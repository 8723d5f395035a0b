//! Global hotkey detection
//!
//! A [`KeySource`] delivers system-wide key events to a single installed
//! handler. [`HotkeyService`] owns the source and at most one registration:
//! registering a new shortcut tears the previous hook down completely
//! before installing the next one.
//!
//! Sources:
//! - Linux: evdev, kernel-level events from /dev/input (works on X11 and
//!   all Wayland compositors; requires the 'input' group)
//! - macOS/Windows/X11: rdev global listener (macOS needs Accessibility
//!   permission)

pub mod matcher;
pub mod rdev_source;
pub mod shortcut;

#[cfg(target_os = "linux")]
pub mod evdev_source;

use crate::config::KeySourceKind;
use crate::error::HotkeyError;
use crate::platform::Platform;
use matcher::{HotkeyMatcher, KeyEvent};
use shortcut::ShortcutSpec;
use std::sync::atomic::{AtomicBool, Ordering};
use std::sync::Arc;

/// Callback receiving every key event from a source
pub type KeyHandler = Box<dyn FnMut(&KeyEvent) + Send>;

/// Action bound to a shortcut. Runs on the source's thread, so it must not
/// block; the daemon's action only enqueues a trigger.
pub type HotkeyAction = Arc<dyn Fn() + Send + Sync>;

/// Origin of system-wide key events
pub trait KeySource: Send {
    /// Start delivering events to `handler` until the returned hook is
    /// uninstalled
    fn install(&mut self, handler: KeyHandler) -> Result<Box<dyn KeyHook>, HotkeyError>;

    /// Human-readable name for logging
    fn name(&self) -> &'static str;
}

/// An installed handler
pub trait KeyHook: Send {
    /// Stop delivering events. Returns once the handler will not run again;
    /// calling it twice is harmless.
    fn uninstall(&mut self);
}

struct Registration {
    spec: ShortcutSpec,
    action: HotkeyAction,
    hook: Box<dyn KeyHook>,
}

/// Owns the key source and the active shortcut registration
pub struct HotkeyService {
    source: Box<dyn KeySource>,
    platform: Platform,
    active: Option<Registration>,
    enabled: Arc<AtomicBool>,
    destroyed: bool,
}

impl HotkeyService {
    pub fn new(source: Box<dyn KeySource>, platform: Platform) -> Self {
        Self {
            source,
            platform,
            active: None,
            enabled: Arc::new(AtomicBool::new(true)),
            destroyed: false,
        }
    }

    /// Bind `action` to `shortcut`, replacing any previous registration
    ///
    /// A shortcut that fails to parse leaves the previous one active.
    pub fn register(&mut self, shortcut: &str, action: HotkeyAction) -> Result<(), HotkeyError> {
        if self.destroyed {
            return Err(HotkeyError::Destroyed);
        }

        let spec = ShortcutSpec::parse(shortcut)?.normalized_for_platform(self.platform);

        let previous = self.active.take().map(|mut registration| {
            registration.hook.uninstall();
            (registration.spec, registration.action)
        });

        match self.install(spec.clone(), action.clone()) {
            Ok(hook) => {
                tracing::info!("Hotkey registered: {} (via {})", spec, self.source.name());
                self.active = Some(Registration { spec, action, hook });
                Ok(())
            }
            Err(e) => {
                // Put the old shortcut back so the user is not left without one
                if let Some((old_spec, old_action)) = previous {
                    match self.install(old_spec.clone(), old_action.clone()) {
                        Ok(hook) => {
                            self.active = Some(Registration {
                                spec: old_spec,
                                action: old_action,
                                hook,
                            })
                        }
                        Err(restore_err) => {
                            tracing::error!("Failed to reinstall previous hotkey: {}", restore_err)
                        }
                    }
                }
                Err(e)
            }
        }
    }

    /// Re-register the current action under a new shortcut
    pub fn update_shortcut(&mut self, shortcut: &str) -> Result<(), HotkeyError> {
        if self.destroyed {
            return Err(HotkeyError::Destroyed);
        }
        let action = self
            .active
            .as_ref()
            .map(|registration| registration.action.clone())
            .ok_or(HotkeyError::NotRegistered)?;
        self.register(shortcut, action)
    }

    /// Stop listening for good
    pub fn destroy(&mut self) {
        if let Some(mut registration) = self.active.take() {
            registration.hook.uninstall();
            tracing::debug!("Hotkey {} unregistered", registration.spec);
        }
        self.destroyed = true;
    }

    /// Resume firing after [`disable`](Self::disable)
    pub fn enable(&self) {
        self.enabled.store(true, Ordering::SeqCst);
    }

    /// Suspend firing without removing the hook
    pub fn disable(&self) {
        self.enabled.store(false, Ordering::SeqCst);
    }

    pub fn is_enabled(&self) -> bool {
        self.enabled.load(Ordering::SeqCst)
    }

    pub fn active_shortcut(&self) -> Option<&ShortcutSpec> {
        self.active.as_ref().map(|registration| &registration.spec)
    }

    fn install(&mut self, spec: ShortcutSpec, action: HotkeyAction) -> Result<Box<dyn KeyHook>, HotkeyError> {
        let matcher = HotkeyMatcher::new(spec);
        let enabled = self.enabled.clone();
        self.source.install(Box::new(move |event: &KeyEvent| {
            if enabled.load(Ordering::SeqCst) && matcher.matches(event) {
                tracing::debug!("Hotkey {} pressed", matcher.spec());
                action();
            }
        }))
    }
}

impl Drop for HotkeyService {
    fn drop(&mut self) {
        if let Some(mut registration) = self.active.take() {
            registration.hook.uninstall();
        }
    }
}

/// Create the key source for this platform
pub fn create_source(kind: KeySourceKind) -> Result<Box<dyn KeySource>, HotkeyError> {
    match kind {
        KeySourceKind::Auto => default_source(),
        KeySourceKind::Evdev => evdev(),
        KeySourceKind::Rdev => Ok(Box::new(rdev_source::RdevSource::new())),
    }
}

#[cfg(target_os = "linux")]
fn default_source() -> Result<Box<dyn KeySource>, HotkeyError> {
    evdev()
}

#[cfg(not(target_os = "linux"))]
fn default_source() -> Result<Box<dyn KeySource>, HotkeyError> {
    Ok(Box::new(rdev_source::RdevSource::new()))
}

#[cfg(target_os = "linux")]
fn evdev() -> Result<Box<dyn KeySource>, HotkeyError> {
    Ok(Box::new(evdev_source::EvdevSource::new()?))
}

#[cfg(not(target_os = "linux"))]
fn evdev() -> Result<Box<dyn KeySource>, HotkeyError> {
    Err(HotkeyError::Listen(
        "the evdev key source is only available on Linux".to_string(),
    ))
}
════
Reproduce each line from the listing above that includes the word "true".

            enabled: Arc::new(AtomicBool::new(true)),
        self.destroyed = true;
        self.enabled.store(true, Ordering::SeqCst);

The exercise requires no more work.